Recent forecasts for the NZD to THB exchange rate indicate a challenging environment for the New Zealand dollar (NZD), which has faced pressure from risk aversion in markets. Analysts note the currency's vulnerability as a risk-sensitive asset, with fluctuations likely to be influenced by shifts in market sentiment as well as upcoming economic indicators like the manufacturing PMI. As the NZD translates to approximately 19.49 THB, it has recently reached 14-day lows, presenting a price just below its 3-month average. Over the recent period, NZD/THB has maintained a relatively stable trading range of 5.3%, hovering between 19.04 and 20.04.
A significant contributor to the NZD's challenging outlook is the potential impact of increased tariffs following the possibility of another Trump presidency. Economists warn that new and harsher tariffs on major trading partners, particularly Europe and China, could suppress demand for key commodities, further dragging down the NZD. Additionally, the correlation between NZD/USD and AUD/USD suggests that movements in the Australian dollar could mirror trends in the New Zealand dollar due to their shared commodity market dependence and geographical proximity.
On the Thai baht (THB) front, recent developments indicate a decline in confidence among emerging Asian currencies, exacerbated by rising tariff tensions. The US's imposition of a 36% reciprocal tariff on Thai goods as part of a broader trade conflict has added to the downward pressure on the baht, which has recently slumped alongside regional peers such as the South Korean won. Projections for the THB are clouded by these trade uncertainties, especially as regional central banks lower interest rates to boost growth, which could further weaken the baht.
Additionally, movements in the oil market could influence the THB value.
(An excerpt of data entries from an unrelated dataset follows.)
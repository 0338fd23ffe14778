//! Saved-for-later listings.

use sqlx::SqlitePool;
use tracing::info;
use uuid::Uuid;

use crate::db::{CartEntry, CartRow, User};
use crate::storage::ImageStore;

use super::clock::Clock;
use super::error::{is_unique_violation, ServiceError, ServiceResult};

fn already_saved() -> ServiceError {
    ServiceError::Conflict("This listing is already in your cart".to_string())
}

fn to_entry(store: &dyn ImageStore, row: CartRow) -> CartEntry {
    CartEntry {
        id: row.item.id,
        listing_id: row.item.listing_id,
        promo_code: row.item.promo_code,
        title: row.title,
        car_model: row.car_model,
        city: row.city,
        price: row.price,
        image: row.image1.as_deref().map(|path| store.url_for(path)),
        created_at: row.item.created_at,
    }
}

const CART_SELECT: &str = r#"
    SELECT c.*, l.title, l.car_model, l.city, l.price, l.image1
    FROM carts c
    JOIN listings l ON l.id = c.listing_id
"#;

/// Save a listing for later, optionally with a promo code
pub async fn add_to_cart(
    db: &SqlitePool,
    store: &dyn ImageStore,
    clock: &dyn Clock,
    client: &User,
    listing_id: &str,
    promo_code: Option<String>,
) -> ServiceResult<CartEntry> {
    let exists: Option<(String,)> = sqlx::query_as("SELECT id FROM listings WHERE id = ?")
        .bind(listing_id)
        .fetch_optional(db)
        .await?;
    if exists.is_none() {
        return Err(ServiceError::not_found("Listing"));
    }

    let id = Uuid::new_v4().to_string();
    sqlx::query(
        "INSERT INTO carts (id, listing_id, user_id, promo_code, created_at) VALUES (?, ?, ?, ?, ?)",
    )
    .bind(&id)
    .bind(listing_id)
    .bind(&client.id)
    .bind(&promo_code)
    .bind(clock.timestamp())
    .execute(db)
    .await
    .map_err(|e| {
        if is_unique_violation(&e) {
            already_saved()
        } else {
            ServiceError::Database(e)
        }
    })?;

    let row = sqlx::query_as::<_, CartRow>(&format!("{} WHERE c.id = ?", CART_SELECT))
        .bind(&id)
        .fetch_one(db)
        .await?;

    info!(user_id = %client.id, listing_id = %listing_id, "Added listing to cart");
    Ok(to_entry(store, row))
}

/// The client's cart, most recent first
pub async fn list_cart(
    db: &SqlitePool,
    store: &dyn ImageStore,
    client: &User,
) -> ServiceResult<Vec<CartEntry>> {
    let rows = sqlx::query_as::<_, CartRow>(&format!(
        "{} WHERE c.user_id = ? ORDER BY c.created_at DESC, c.rowid DESC",
        CART_SELECT
    ))
    .bind(&client.id)
    .fetch_all(db)
    .await?;

    Ok(rows.into_iter().map(|row| to_entry(store, row)).collect())
}

#[cfg(test)]
mod tests {
    use super::*;
    use crate::db::{self, Role};
    use crate::services::testing;

    #[tokio::test]
    async fn test_add_and_list() {
        let pool = db::init_in_memory().await.unwrap();
        let store = testing::store();
        let clock = testing::clock();
        let partner = testing::user(&pool, "p@example.com", Role::Partner).await;
        let client = testing::user(&pool, "c@example.com", Role::Client).await;
        let listing = testing::listing(&pool, &clock, &partner, "Clio", false).await;

        let entry = add_to_cart(&pool, &store, &clock, &client, &listing.id, Some("SUMMER".to_string()))
            .await
            .unwrap();
        assert_eq!(entry.title, "Clio");
        assert_eq!(entry.promo_code.as_deref(), Some("SUMMER"));

        let cart = list_cart(&pool, &store, &client).await.unwrap();
        assert_eq!(cart.len(), 1);
        assert_eq!(cart[0].listing_id, listing.id);
        assert!(list_cart(&pool, &store, &partner).await.unwrap().is_empty());
    }

    #[tokio::test]
    async fn test_duplicate_and_unknown_listing() {
        let pool = db::init_in_memory().await.unwrap();
        let store = testing::store();
        let clock = testing::clock();
        let partner = testing::user(&pool, "p@example.com", Role::Partner).await;
        let client = testing::user(&pool, "c@example.com", Role::Client).await;
        let listing = testing::listing(&pool, &clock, &partner, "Clio", false).await;

        add_to_cart(&pool, &store, &clock, &client, &listing.id, None).await.unwrap();
        assert!(matches!(
            add_to_cart(&pool, &store, &clock, &client, &listing.id, None).await,
            Err(ServiceError::Conflict(_))
        ));
        assert!(matches!(
            add_to_cart(&pool, &store, &clock, &client, "missing", None).await,
            Err(ServiceError::NotFound(_))
        ));
    }
}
Current oil prices at 74.23 USD indicate a rise of 10.9% over their 3-month average, with a notable volatility range between 60.14 and 75.02 USD. Given Thailand's position as a net oil importer, elevated oil prices can create further pressures on the THB, particularly in the context of already strained trade balances due to tariffs.
Overall, both the NZD and THB are operating under pressures from international trade dynamics, heightened by global market sentiment and commodity price fluctuations. Traders and businesses engaged in international transactions should closely monitor these factors, as they will likely shape future exchange rate movements and impact transaction costs.